Sorry, is this some sort of -- I mean I thought in the cost previously, you used weighted average utilization rate, so meaning that even though you deploy on the last day of December, but it won't impact this quarter utilization rate, because it only impact 1 day. So, sir, I don't quite get...

Shang-Wen Hsiao

Analyst

Okay. Even for 1 day utilization rate, with 5,000 cabinets, around 14,000 cabinets, that can impact it, okay. That can impact it. And plus the presale from those Beijing Daxing data center actually is quite good, okay. So once we deployed it, okay, like I say, okay, in the second month of the -- for both months of the Q1, okay, that will look better, okay. Particularly, if you look at the gross profit, okay, you will see the future amount depreciation hit our cost of sales.

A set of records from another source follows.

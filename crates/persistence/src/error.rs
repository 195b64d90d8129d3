//! Store error types.

use thiserror::Error;

/// SQLSTATE for a unique constraint violation.
pub const UNIQUE_VIOLATION: &str = "23505";

/// SQLSTATE for a foreign key violation.
pub const FOREIGN_KEY_VIOLATION: &str = "23503";

#[derive(Debug, Error)]
pub enum StoreError {
    #[error("Unable to connect to database {database}: {source}")]
    Connection {
        database: String,
        #[source]
        source: sqlx::Error,
    },

    #[error("Invalid query: {0}")]
    InvalidQuery(String),

    #[error("Validation error: {0}")]
    Validation(String),

    #[error("Database error: {0}")]
    Database(#[from] sqlx::Error),

    #[error("I/O error: {0}")]
    Io(#[from] std::io::Error),

    #[error("Serialization error: {0}")]
    Serialization(#[from] serde_json::Error),
}

impl StoreError {
    /// SQLSTATE code of a database error, if any.
    pub fn sqlstate(&self) -> Option<String> {
        match self {
            StoreError::Database(sqlx::Error::Database(db_err)) => {
                db_err.code().map(|code| code.into_owned())
            }
            _ => None,
        }
    }

    /// True when a unique constraint rejected the statement.
    pub fn is_unique_violation(&self) -> bool {
        self.sqlstate().as_deref() == Some(UNIQUE_VIOLATION)
    }

    /// True when a foreign key constraint rejected the statement.
    pub fn is_foreign_key_violation(&self) -> bool {
        self.sqlstate().as_deref() == Some(FOREIGN_KEY_VIOLATION)
    }
}

impl From<validator::ValidationErrors> for StoreError {
    fn from(errors: validator::ValidationErrors) -> Self {
        let mut messages: Vec<String> = errors
            .field_errors()
            .iter()
            .flat_map(|(field, errors)| {
                errors.iter().map(move |e| {
                    format!("{}: {}", field, shared::validation::error_message(e))
                })
            })
            .collect();
        messages.sort();

        StoreError::Validation(messages.join("; "))
    }
}

impl From<validator::ValidationError> for StoreError {
    fn from(error: validator::ValidationError) -> Self {
        StoreError::Validation(shared::validation::error_message(&error))
    }
}
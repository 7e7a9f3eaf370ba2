pub mod bounds;
pub mod geo;
pub mod ids;

// Foundation crate: small, well-tested primitives only.
pub use bounds::*;
pub use geo::*;
pub use ids::*;
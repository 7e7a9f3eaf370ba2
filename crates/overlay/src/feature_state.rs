use std::collections::BTreeMap;

use foundation::ids::FeatureId;

/// Transient per-feature render state, separate from the feature's own
/// attributes. Currently a single `hover` flag per feature.
///
/// The store itself accepts any combination of flags; the hover tracker is
/// what guarantees at most one feature is hovered at a time.
#[derive(Debug, Clone, Default, PartialEq, Eq)]
pub struct FeatureStateStore {
    hover: BTreeMap<FeatureId, bool>,
}

impl FeatureStateStore {
    pub fn new() -> Self {
        Self::default()
    }

    /// Sets the hover flag.
    ///
    /// Returns `true` if the stored value changed.
    pub fn set_hover(&mut self, id: FeatureId, hover: bool) -> bool {
        let prev = self.hover.insert(id, hover);
        prev.unwrap_or(false) != hover
    }

    pub fn hover(&self, id: FeatureId) -> bool {
        self.hover.get(&id).copied().unwrap_or(false)
    }

    /// Ids with `hover = true`, in ascending id order.
    pub fn hovered(&self) -> Vec<FeatureId> {
        self.hover
            .iter()
            .filter_map(|(id, h)| h.then_some(*id))
            .collect()
    }

    pub fn clear(&mut self) {
        self.hover.clear();
    }
}

#[cfg(test)]
mod tests {
    use super::FeatureStateStore;
    use foundation::ids::FeatureId;

    #[test]
    fn set_hover_reports_changes() {
        let mut store = FeatureStateStore::new();
        assert!(store.set_hover(FeatureId(1), true));
        assert!(!store.set_hover(FeatureId(1), true));
        assert!(store.set_hover(FeatureId(1), false));
        assert!(!store.set_hover(FeatureId(2), false));
    }

    #[test]
    fn hovered_lists_only_true_flags_in_order() {
        let mut store = FeatureStateStore::new();
        store.set_hover(FeatureId(5), true);
        store.set_hover(FeatureId(2), true);
        store.set_hover(FeatureId(3), false);
        assert_eq!(store.hovered(), vec![FeatureId(2), FeatureId(5)]);
        assert!(store.hover(FeatureId(5)));
        assert!(!store.hover(FeatureId(3)));
        assert!(!store.hover(FeatureId(99)));
    }
}
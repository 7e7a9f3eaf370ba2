pub mod feature;
pub mod feature_state;
pub mod symbology;

pub use feature::*;
pub use feature_state::*;
pub use symbology::*;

So in order to protect, okay, better financial result for the Q4, okay, we think it would be better, okay, for us to move to the next quarter on the deployment, okay?

Yajun Liu

Analyst

Okay.

Shang-Wen Hsiao

Analyst

Thank you.

Operator

Operator

There are no further questions at this time. I would now like to turn the call back to Mr. Shang Hsiao, CFO of 21Vianet.

Shang-Wen Hsiao

Analyst

Okay. Thank you, everyone, to participate our call. Thank you. Bye-bye.